Top of RECORD SET

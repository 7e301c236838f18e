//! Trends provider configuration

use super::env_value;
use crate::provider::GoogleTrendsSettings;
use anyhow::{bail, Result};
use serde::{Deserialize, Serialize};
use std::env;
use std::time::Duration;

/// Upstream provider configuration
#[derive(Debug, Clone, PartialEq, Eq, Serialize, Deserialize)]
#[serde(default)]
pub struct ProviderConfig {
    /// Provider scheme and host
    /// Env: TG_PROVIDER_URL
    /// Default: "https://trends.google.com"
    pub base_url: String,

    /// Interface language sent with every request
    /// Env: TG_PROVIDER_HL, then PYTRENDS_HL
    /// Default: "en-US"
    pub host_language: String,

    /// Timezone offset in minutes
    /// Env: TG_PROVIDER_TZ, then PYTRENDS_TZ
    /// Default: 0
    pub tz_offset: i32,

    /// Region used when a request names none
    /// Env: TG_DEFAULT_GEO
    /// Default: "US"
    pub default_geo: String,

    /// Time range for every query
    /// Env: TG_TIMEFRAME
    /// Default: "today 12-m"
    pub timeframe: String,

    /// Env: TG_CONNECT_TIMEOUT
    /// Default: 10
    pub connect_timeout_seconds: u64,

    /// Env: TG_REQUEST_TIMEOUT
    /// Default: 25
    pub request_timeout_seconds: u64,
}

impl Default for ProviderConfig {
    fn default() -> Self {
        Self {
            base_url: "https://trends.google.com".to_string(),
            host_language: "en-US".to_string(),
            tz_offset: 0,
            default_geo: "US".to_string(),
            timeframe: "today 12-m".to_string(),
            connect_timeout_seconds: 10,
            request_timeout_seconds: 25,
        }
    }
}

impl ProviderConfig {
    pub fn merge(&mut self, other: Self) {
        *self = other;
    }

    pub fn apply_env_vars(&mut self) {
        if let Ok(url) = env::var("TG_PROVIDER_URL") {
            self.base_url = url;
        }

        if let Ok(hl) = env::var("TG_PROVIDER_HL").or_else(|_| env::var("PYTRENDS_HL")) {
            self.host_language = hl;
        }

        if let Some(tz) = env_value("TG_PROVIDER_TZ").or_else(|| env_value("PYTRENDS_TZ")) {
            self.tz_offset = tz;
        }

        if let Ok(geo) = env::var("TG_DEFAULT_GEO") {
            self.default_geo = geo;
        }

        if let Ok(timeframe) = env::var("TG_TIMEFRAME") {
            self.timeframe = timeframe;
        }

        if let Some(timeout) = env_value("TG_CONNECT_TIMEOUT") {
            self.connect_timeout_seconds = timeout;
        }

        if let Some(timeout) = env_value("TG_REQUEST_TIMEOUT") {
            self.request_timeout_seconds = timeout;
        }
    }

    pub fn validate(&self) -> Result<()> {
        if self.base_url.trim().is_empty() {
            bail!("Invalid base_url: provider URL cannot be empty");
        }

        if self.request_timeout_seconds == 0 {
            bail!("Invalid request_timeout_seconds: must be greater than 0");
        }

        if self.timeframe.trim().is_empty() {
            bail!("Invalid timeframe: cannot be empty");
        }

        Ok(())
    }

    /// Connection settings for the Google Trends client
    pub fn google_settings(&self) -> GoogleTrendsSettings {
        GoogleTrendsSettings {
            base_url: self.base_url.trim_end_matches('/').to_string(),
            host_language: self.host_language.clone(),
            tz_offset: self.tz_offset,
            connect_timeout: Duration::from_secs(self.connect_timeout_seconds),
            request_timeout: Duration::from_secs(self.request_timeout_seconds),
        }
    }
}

Bottom of RECORD SET

TASK STATEMENT => Write the records above out again, exactly as they are.

EXERCISE ANSWER =>
repository 7e301c236838f18e
//! Trends provider configuration

use super::env_value;
use crate::provider::GoogleTrendsSettings;
use anyhow::{bail, Result};
use serde::{Deserialize, Serialize};
use std::env;
use std::time::Duration;

/// Upstream provider configuration
#[derive(Debug, Clone, PartialEq, Eq, Serialize, Deserialize)]
#[serde(default)]
pub struct ProviderConfig {
    /// Provider scheme and host
    /// Env: TG_PROVIDER_URL
    /// Default: "https://trends.google.com"
    pub base_url: String,

    /// Interface language sent with every request
    /// Env: TG_PROVIDER_HL, then PYTRENDS_HL
    /// Default: "en-US"
    pub host_language: String,

    /// Timezone offset in minutes
    /// Env: TG_PROVIDER_TZ, then PYTRENDS_TZ
    /// Default: 0
    pub tz_offset: i32,

    /// Region used when a request names none
    /// Env: TG_DEFAULT_GEO
    /// Default: "US"
    pub default_geo: String,

    /// Time range for every query
    /// Env: TG_TIMEFRAME
    /// Default: "today 12-m"
    pub timeframe: String,

    /// Env: TG_CONNECT_TIMEOUT
    /// Default: 10
    pub connect_timeout_seconds: u64,

    /// Env: TG_REQUEST_TIMEOUT
    /// Default: 25
    pub request_timeout_seconds: u64,
}

impl Default for ProviderConfig {
    fn default() -> Self {
        Self {
            base_url: "https://trends.google.com".to_string(),
            host_language: "en-US".to_string(),
            tz_offset: 0,
            default_geo: "US".to_string(),
            timeframe: "today 12-m".to_string(),
            connect_timeout_seconds: 10,
            request_timeout_seconds: 25,
        }
    }
}

impl ProviderConfig {
    pub fn merge(&mut self, other: Self) {
        *self = other;
    }

    pub fn apply_env_vars(&mut self) {
        if let Ok(url) = env::var("TG_PROVIDER_URL") {
            self.base_url = url;
        }

        if let Ok(hl) = env::var("TG_PROVIDER_HL").or_else(|_| env::var("PYTRENDS_HL")) {
            self.host_language = hl;
        }

        if let Some(tz) = env_value("TG_PROVIDER_TZ").or_else(|| env_value("PYTRENDS_TZ")) {
            self.tz_offset = tz;
        }

        if let Ok(geo) = env::var("TG_DEFAULT_GEO") {
            self.default_geo = geo;
        }

        if let Ok(timeframe) = env::var("TG_TIMEFRAME") {
            self.timeframe = timeframe;
        }

        if let Some(timeout) = env_value("TG_CONNECT_TIMEOUT") {
            self.connect_timeout_seconds = timeout;
        }

        if let Some(timeout) = env_value("TG_REQUEST_TIMEOUT") {
            self.request_timeout_seconds = timeout;
        }
    }

    pub fn validate(&self) -> Result<()> {
        if self.base_url.trim().is_empty() {
            bail!("Invalid base_url: provider URL cannot be empty");
        }

        if self.request_timeout_seconds == 0 {
            bail!("Invalid request_timeout_seconds: must be greater than 0");
        }

        if self.timeframe.trim().is_empty() {
            bail!("Invalid timeframe: cannot be empty");
        }

        Ok(())
    }

    /// Connection settings for the Google Trends client
    pub fn google_settings(&self) -> GoogleTrendsSettings {
        GoogleTrendsSettings {
            base_url: self.base_url.trim_end_matches('/').to_string(),
            host_language: self.host_language.clone(),
            tz_offset: self.tz_offset,
            connect_timeout: Duration::from_secs(self.connect_timeout_seconds),
            request_timeout: Duration::from_secs(self.request_timeout_seconds),
        }
    }
}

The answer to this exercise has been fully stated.